Yes. The vaccine that is being used in South Africa is safe and has been given to millions of people around the world. Although it was developed very quickly to save lives, it has gone through the same rigorous processes as other vaccines.
All medical products have to be approved by South African Health Products Regulatory Authority (SAHPRA) before they can be administered.
3. Are there any side effects?
Some individuals vaccinated with the J&J vaccine have experienced temporary, mild side effects. They are similar to those experienced with other vaccines, such as soreness at the injection site, muscle pain, chills and a headache. Some also experienced fatigue and nausea. These are nothing to worry about and will disappear within a couple of days.
4. Can you be allergic to it?
People who are prone to allergies should inform the healthcare personnel administering the vaccine beforehand. This, in order for them to observed and monitored for a longer period after receiving the vaccine. However, if you experience a severe allergic reaction after getting it, call for emergency medical assistance.
5. Can you get Covid from the vaccine?
No. None of the Covid-19 vaccines contain the live virus that causes the coronavirus. J&J uses a harmless, modified form of the common cold virus in humans, called adenovirus. The vaccine will help your immune system fight the virus but will not infect you with it.
6. How effective is it?
No vaccine is 100% effective but fortunately, the emerging data on Covid-19 vaccines have a high efficacy, at least against some of the variants.
If a vaccine has 70% efficacy, it means a person vaccinated in a clinical trial is around two-thirds less likely to develop the disease than someone in the trial who didn’t receive the vaccine. Due to the severity of the virus, a 50% efficacy threshold was set for Covid-19 vaccine.
7. Am I forced to have the vaccine?
No. Having the Covid-19 vaccination remains a personal choice as confirmed by President Cyril Ramaphosa.
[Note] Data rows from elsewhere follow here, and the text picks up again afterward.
// handlers/internal/queue.rs - POST /internal/queue
use axum::{extract::State, Extension};

use crate::middleware::{ApiJson, ApiResponse, ApiResult, AuthUser};
use crate::notify::QueueMessage;
use crate::services::DispatchOutcome;
use crate::state::AppState;

/// Queue consumer entry point. Accepts the `{body: {...}}` envelope.
pub async fn queue_consume(
    State(state): State<AppState>,
    Extension(user): Extension<AuthUser>,
    ApiJson(message): ApiJson<QueueMessage>,
) -> ApiResult<DispatchOutcome> {
    user.require_admin()?;
    let outcome = state.notifications().dispatch_queue_message(&message.body).await?;
    Ok(ApiResponse::success("Queue message dispatched", outcome))
}
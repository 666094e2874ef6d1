use chrono::{DateTime, Utc};
use serde::{Deserialize, Serialize};
use serde_json::{json, Map, Value};
use std::sync::Arc;
use tracing::{debug, error, info};
use uuid::Uuid;

use crate::database::{path, DocumentStore};
use crate::error::ApiError;
use crate::gateway::{MessageKind, MessagingGateway, OutboundMessage, WebhookPayload};
use crate::notify::{QueueMessage, QueuePublisher};

use super::{normalize_phone, CompanyService, COMPANIES};

pub const WHATSAPP_RECEIVED: &str = "whatsapp.received";

#[derive(Debug, Clone, Deserialize)]
pub struct SendMessageInput {
    pub phone: String,
    #[serde(default = "default_kind")]
    pub kind: MessageKind,
    #[serde(default)]
    pub message: String,
    pub media: Option<String>,
}

fn default_kind() -> MessageKind {
    MessageKind::Text
}

#[derive(Debug, Clone, PartialEq, Serialize)]
#[serde(rename_all = "camelCase")]
pub struct WebhookOutcome {
    pub stored: bool,
    pub message_id: Option<String>,
}

pub fn chats_collection(company_id: &str) -> String {
    path(&[COMPANIES, company_id, "chats"])
}

pub fn messages_collection(company_id: &str, phone: &str) -> String {
    path(&[COMPANIES, company_id, "chats", phone, "messages"])
}

fn millis_to_rfc3339(millis: i64) -> Option<String> {
    DateTime::<Utc>::from_timestamp_millis(millis).map(|t| t.to_rfc3339())
}

pub struct WhatsAppService {
    store: Arc<dyn DocumentStore>,
    gateway: Arc<dyn MessagingGateway>,
    queue: Arc<dyn QueuePublisher>,
}

impl WhatsAppService {
    pub fn new(
        store: Arc<dyn DocumentStore>,
        gateway: Arc<dyn MessagingGateway>,
        queue: Arc<dyn QueuePublisher>,
    ) -> Self {
        Self { store, gateway, queue }
    }

    /// Send through the company's gateway instance and record the message.
    pub async fn send_message(&self, company_id: &str, input: SendMessageInput) -> Result<Value, ApiError> {
        let phone = normalize_phone(&input.phone);
        if phone.is_empty() {
            return Err(ApiError::invalid_argument("A destination phone number is required"));
        }
        let media = input.media.filter(|m| !m.trim().is_empty());
        match (input.kind, &media) {
            (MessageKind::Text, _) if input.message.trim().is_empty() => {
                return Err(ApiError::invalid_argument("Text messages need a message body"));
            }
            (MessageKind::Image | MessageKind::Audio | MessageKind::Video, None) => {
                return Err(ApiError::invalid_argument(format!(
                    "{} messages need a media URL",
                    input.kind.as_str()
                )));
            }
            _ => {}
        }

        let credentials = CompanyService::new(self.store.clone())
            .gateway_credentials(company_id)
            .await?;
        let outbound = OutboundMessage {
            phone: phone.clone(),
            kind: input.kind,
            message: input.message,
            media,
        };
        let receipt = self.gateway.send(&credentials, &outbound).await?;

        let id = receipt
            .message_id
            .clone()
            .unwrap_or_else(|| Uuid::new_v4().to_string());
        let now = Utc::now().to_rfc3339();
        let mut record = Map::new();
        record.insert("id".into(), json!(id));
        record.insert("phone".into(), json!(phone));
        record.insert("fromMe".into(), json!(true));
        record.insert("kind".into(), json!(outbound.kind.as_str()));
        record.insert("message".into(), json!(outbound.message));
        if let Some(media) = &outbound.media {
            record.insert("media".into(), json!(media));
        }
        if let Some(zaap_id) = &receipt.zaap_id {
            record.insert("zaapId".into(), json!(zaap_id));
        }
        record.insert("createdAt".into(), json!(now));

        let mut chat = Map::new();
        chat.insert("phone".into(), json!(phone));
        chat.insert("lastMessageAt".into(), json!(now));

        self.store
            .set(&messages_collection(company_id, &phone), &id, record.clone())
            .await?;
        self.store.merge(&chats_collection(company_id), &phone, chat).await?;

        info!("Sent {} message {} for company {}", outbound.kind.as_str(), id, company_id);
        Ok(Value::Object(record))
    }

    /// Handle one gateway callback. Anything but `ReceivedCallback` is
    /// acknowledged without side effects.
    pub async fn receive_webhook(&self, company_id: &str, payload: WebhookPayload) -> Result<WebhookOutcome, ApiError> {
        if !payload.is_received() {
            debug!("Ignoring {} callback for company {}", payload.kind, company_id);
            return Ok(WebhookOutcome { stored: false, message_id: None });
        }

        let phone = payload.phone.as_deref().map(normalize_phone).unwrap_or_default();
        if phone.is_empty() {
            return Err(ApiError::invalid_argument("Callback carries no phone number"));
        }
        if self.store.get(COMPANIES, company_id).await?.is_none() {
            return Err(ApiError::not_found(format!("Company {} not found", company_id)));
        }

        let id = payload
            .message_id
            .clone()
            .unwrap_or_else(|| Uuid::new_v4().to_string());
        let at = payload
            .momment
            .and_then(millis_to_rfc3339)
            .unwrap_or_else(|| Utc::now().to_rfc3339());
        let (kind, content) = payload.content().unwrap_or(("unknown", Value::Null));
        let preview = payload.preview();

        let mut record = Map::new();
        record.insert("id".into(), json!(id));
        record.insert("phone".into(), json!(phone));
        record.insert("fromMe".into(), json!(payload.from_me));
        record.insert("kind".into(), json!(kind));
        if !content.is_null() {
            record.insert("content".into(), content);
        }
        record.insert("preview".into(), json!(preview));
        record.insert("createdAt".into(), json!(at));

        let mut chat = Map::new();
        chat.insert("phone".into(), json!(phone));
        chat.insert("lastMessageAt".into(), json!(at));
        chat.insert("lastMessagePreview".into(), json!(preview));
        if let Some(name) = payload.sender_name.as_deref().or(payload.chat_name.as_deref()) {
            chat.insert("senderName".into(), json!(name));
        }
        if let Some(photo) = &payload.sender_photo {
            chat.insert("senderPhoto".into(), json!(photo));
        }

        self.store.set(&messages_collection(company_id, &phone), &id, record).await?;
        self.store.merge(&chats_collection(company_id), &phone, chat).await?;

        if !payload.from_me {
            let message = QueueMessage::new(json!({
                "kind": WHATSAPP_RECEIVED,
                "companyId": company_id,
                "phone": phone,
                "messageId": id,
                "senderName": payload.sender_name,
                "preview": preview,
            }));
            if let Err(e) = self.queue.send(message).await {
                error!("Failed to publish {} for message {}: {}", WHATSAPP_RECEIVED, id, e);
            }
        }

        Ok(WebhookOutcome { stored: true, message_id: Some(id) })
    }
}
8. Do I need the vaccine if I have already had Covid-19?
Yes, the advice is that you should still be vaccinated even if you have had Covid-19 or if you have a positive antibody test. Research indicates that the natural immunity from having Covid does not last which means the best way of fighting the virus is a combination of being vaccinated and following the protocols.
9. Will I be immune after the vaccine and will this be forever?
It is too soon to know how long the vaccine will last as it is still being researched. Of the people who have received the vaccine, we know that they have been protected from Covid-19 for at least four months. The risk of Covid-19 infection in vaccinated people cannot be completely eliminated.
10. What does herd immunity mean?
Herd immunity occurs when a large part of the population becomes immune to a virus, through vaccination or infection. South Africa’s Department of Health (DoH) is aiming to vaccinate 67% of the country’s population against Covid-19 – this equates to around 41 million people – to achieve herd immunity and slow down the rate of transmission of the virus.